▶ _Problem to solve_
Every line of the material that holds "push" should be counted; give the number and nothing more.

▶ _Data section_
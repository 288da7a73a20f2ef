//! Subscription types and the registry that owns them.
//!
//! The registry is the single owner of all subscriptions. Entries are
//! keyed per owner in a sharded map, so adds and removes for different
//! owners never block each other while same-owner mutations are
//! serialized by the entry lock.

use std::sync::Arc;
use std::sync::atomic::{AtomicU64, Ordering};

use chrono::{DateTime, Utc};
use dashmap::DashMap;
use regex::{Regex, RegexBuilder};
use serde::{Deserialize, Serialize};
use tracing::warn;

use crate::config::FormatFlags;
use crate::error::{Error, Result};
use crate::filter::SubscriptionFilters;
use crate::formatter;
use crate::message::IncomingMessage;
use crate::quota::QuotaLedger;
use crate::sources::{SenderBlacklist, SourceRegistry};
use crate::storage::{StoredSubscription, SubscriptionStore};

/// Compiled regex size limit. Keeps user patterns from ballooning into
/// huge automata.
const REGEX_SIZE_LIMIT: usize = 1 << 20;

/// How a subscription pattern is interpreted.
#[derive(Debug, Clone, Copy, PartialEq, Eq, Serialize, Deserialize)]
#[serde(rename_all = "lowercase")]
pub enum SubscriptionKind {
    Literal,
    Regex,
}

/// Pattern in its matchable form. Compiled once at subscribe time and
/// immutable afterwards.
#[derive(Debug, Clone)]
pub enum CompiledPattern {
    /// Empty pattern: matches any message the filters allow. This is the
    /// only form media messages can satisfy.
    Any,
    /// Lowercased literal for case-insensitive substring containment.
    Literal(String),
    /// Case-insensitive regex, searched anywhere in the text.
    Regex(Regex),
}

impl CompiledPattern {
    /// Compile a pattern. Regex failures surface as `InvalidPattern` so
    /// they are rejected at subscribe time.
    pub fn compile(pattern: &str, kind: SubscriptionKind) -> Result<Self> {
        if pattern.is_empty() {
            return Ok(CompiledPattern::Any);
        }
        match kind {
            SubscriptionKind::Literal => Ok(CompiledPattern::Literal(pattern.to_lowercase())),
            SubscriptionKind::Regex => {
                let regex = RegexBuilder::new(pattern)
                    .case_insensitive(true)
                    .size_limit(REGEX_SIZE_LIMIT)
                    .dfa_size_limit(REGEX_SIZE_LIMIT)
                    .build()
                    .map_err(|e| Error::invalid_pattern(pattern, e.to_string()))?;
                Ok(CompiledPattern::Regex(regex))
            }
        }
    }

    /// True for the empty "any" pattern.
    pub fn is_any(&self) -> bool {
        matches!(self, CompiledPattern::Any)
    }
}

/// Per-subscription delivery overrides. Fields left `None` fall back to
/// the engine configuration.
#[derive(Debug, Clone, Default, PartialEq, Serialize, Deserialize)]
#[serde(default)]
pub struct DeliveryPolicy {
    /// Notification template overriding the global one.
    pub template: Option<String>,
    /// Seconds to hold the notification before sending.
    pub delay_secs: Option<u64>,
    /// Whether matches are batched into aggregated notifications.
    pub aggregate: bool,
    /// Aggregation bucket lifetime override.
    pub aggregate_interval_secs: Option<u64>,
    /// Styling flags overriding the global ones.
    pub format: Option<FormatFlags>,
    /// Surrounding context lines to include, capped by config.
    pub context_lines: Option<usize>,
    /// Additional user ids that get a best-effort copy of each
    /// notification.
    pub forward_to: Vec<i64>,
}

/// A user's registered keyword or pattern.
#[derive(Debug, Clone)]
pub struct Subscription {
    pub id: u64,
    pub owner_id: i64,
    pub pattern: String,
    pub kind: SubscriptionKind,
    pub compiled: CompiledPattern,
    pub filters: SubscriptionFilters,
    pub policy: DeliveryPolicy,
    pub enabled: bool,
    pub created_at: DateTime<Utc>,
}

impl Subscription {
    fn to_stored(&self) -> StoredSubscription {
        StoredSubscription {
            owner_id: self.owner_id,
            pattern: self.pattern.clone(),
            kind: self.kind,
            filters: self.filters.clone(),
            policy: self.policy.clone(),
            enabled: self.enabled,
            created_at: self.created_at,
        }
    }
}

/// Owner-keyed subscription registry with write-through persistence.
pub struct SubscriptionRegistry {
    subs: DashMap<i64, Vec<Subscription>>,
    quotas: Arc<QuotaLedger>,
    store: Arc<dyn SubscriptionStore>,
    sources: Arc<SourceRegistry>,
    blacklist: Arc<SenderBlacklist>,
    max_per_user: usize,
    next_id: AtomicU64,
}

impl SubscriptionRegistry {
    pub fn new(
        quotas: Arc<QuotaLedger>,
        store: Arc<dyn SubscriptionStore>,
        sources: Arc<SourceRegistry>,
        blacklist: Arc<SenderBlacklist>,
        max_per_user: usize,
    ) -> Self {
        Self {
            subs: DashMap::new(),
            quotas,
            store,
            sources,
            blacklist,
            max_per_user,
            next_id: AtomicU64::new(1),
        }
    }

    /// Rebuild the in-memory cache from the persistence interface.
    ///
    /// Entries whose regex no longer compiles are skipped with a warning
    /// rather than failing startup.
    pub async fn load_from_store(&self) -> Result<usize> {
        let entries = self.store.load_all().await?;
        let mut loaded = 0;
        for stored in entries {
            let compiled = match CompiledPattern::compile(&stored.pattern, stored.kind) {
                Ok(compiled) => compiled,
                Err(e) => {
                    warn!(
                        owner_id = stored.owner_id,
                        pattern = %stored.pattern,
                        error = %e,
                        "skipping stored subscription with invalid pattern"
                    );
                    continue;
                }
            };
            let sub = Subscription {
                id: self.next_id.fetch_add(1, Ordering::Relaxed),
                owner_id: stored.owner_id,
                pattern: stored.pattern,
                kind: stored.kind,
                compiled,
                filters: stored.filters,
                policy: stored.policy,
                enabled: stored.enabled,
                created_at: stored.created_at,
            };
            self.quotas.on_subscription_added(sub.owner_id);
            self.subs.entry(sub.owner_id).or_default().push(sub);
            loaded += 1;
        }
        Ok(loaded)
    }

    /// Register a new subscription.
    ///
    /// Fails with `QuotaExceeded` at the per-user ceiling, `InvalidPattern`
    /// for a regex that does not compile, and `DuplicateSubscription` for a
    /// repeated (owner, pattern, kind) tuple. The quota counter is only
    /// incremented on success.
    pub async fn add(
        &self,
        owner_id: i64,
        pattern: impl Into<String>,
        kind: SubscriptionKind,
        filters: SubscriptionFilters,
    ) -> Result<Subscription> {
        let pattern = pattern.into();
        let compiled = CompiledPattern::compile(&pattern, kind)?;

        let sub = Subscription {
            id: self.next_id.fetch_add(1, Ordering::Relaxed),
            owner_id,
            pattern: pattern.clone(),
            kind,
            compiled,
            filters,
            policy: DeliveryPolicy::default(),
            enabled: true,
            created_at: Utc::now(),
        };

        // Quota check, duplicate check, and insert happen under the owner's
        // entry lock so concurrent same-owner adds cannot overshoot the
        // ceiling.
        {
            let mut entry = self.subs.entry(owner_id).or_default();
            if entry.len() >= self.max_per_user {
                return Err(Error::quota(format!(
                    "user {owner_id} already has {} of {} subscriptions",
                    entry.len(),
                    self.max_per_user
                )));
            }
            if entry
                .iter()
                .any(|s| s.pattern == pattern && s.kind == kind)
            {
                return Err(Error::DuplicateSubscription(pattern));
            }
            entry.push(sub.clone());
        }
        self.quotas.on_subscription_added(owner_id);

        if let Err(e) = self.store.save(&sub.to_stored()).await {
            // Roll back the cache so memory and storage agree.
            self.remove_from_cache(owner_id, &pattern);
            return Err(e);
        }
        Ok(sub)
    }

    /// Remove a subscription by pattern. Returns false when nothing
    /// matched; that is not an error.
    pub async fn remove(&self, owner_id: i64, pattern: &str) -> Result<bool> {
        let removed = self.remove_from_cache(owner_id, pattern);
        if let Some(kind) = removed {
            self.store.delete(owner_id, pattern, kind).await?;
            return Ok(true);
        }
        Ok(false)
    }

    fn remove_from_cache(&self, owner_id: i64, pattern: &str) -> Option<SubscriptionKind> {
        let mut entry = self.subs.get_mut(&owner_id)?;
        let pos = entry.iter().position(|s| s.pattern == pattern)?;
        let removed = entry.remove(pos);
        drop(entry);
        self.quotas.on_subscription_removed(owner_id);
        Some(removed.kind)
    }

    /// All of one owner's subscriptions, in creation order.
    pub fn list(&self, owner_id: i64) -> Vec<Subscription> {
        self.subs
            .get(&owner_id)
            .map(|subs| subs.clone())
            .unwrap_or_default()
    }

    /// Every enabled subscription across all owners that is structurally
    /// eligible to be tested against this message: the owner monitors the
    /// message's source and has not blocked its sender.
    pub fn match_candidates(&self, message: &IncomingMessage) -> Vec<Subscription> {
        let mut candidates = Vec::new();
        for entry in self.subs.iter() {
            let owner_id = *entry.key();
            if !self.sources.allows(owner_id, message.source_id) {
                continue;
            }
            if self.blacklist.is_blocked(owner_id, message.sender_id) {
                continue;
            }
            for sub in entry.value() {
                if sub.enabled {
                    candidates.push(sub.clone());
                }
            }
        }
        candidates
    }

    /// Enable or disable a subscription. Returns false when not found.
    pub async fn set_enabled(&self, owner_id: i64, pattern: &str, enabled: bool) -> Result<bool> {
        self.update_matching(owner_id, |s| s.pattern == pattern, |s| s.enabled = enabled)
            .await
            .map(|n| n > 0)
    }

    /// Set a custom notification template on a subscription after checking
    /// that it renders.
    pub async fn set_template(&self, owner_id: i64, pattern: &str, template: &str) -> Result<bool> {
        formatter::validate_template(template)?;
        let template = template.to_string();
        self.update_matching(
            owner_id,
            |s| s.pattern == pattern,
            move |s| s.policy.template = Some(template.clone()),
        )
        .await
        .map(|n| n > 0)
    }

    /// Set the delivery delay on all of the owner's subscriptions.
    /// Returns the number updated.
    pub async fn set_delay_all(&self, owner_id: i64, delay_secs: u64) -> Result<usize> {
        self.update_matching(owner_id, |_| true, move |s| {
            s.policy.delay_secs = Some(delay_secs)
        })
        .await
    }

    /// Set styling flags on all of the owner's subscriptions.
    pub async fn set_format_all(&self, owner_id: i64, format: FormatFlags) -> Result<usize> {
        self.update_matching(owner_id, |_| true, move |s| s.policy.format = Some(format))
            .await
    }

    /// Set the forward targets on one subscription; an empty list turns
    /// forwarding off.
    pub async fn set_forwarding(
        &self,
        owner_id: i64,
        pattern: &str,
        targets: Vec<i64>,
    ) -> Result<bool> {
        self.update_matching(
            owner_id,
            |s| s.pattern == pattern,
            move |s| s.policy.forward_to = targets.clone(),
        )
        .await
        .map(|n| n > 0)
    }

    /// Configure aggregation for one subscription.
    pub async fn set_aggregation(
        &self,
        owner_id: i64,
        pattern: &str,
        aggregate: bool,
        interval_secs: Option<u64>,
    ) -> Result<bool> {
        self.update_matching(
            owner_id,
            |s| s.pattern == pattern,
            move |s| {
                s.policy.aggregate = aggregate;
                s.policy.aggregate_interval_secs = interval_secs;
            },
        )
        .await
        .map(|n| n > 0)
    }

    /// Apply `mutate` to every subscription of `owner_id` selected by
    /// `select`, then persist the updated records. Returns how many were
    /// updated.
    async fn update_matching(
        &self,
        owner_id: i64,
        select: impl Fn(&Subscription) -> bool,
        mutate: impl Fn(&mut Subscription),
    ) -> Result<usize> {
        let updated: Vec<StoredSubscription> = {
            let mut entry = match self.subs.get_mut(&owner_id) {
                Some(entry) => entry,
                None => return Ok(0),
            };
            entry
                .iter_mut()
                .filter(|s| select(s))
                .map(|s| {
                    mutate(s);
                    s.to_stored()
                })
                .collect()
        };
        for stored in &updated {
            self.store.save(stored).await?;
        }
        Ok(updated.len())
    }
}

▶ _Response for this exercise_
3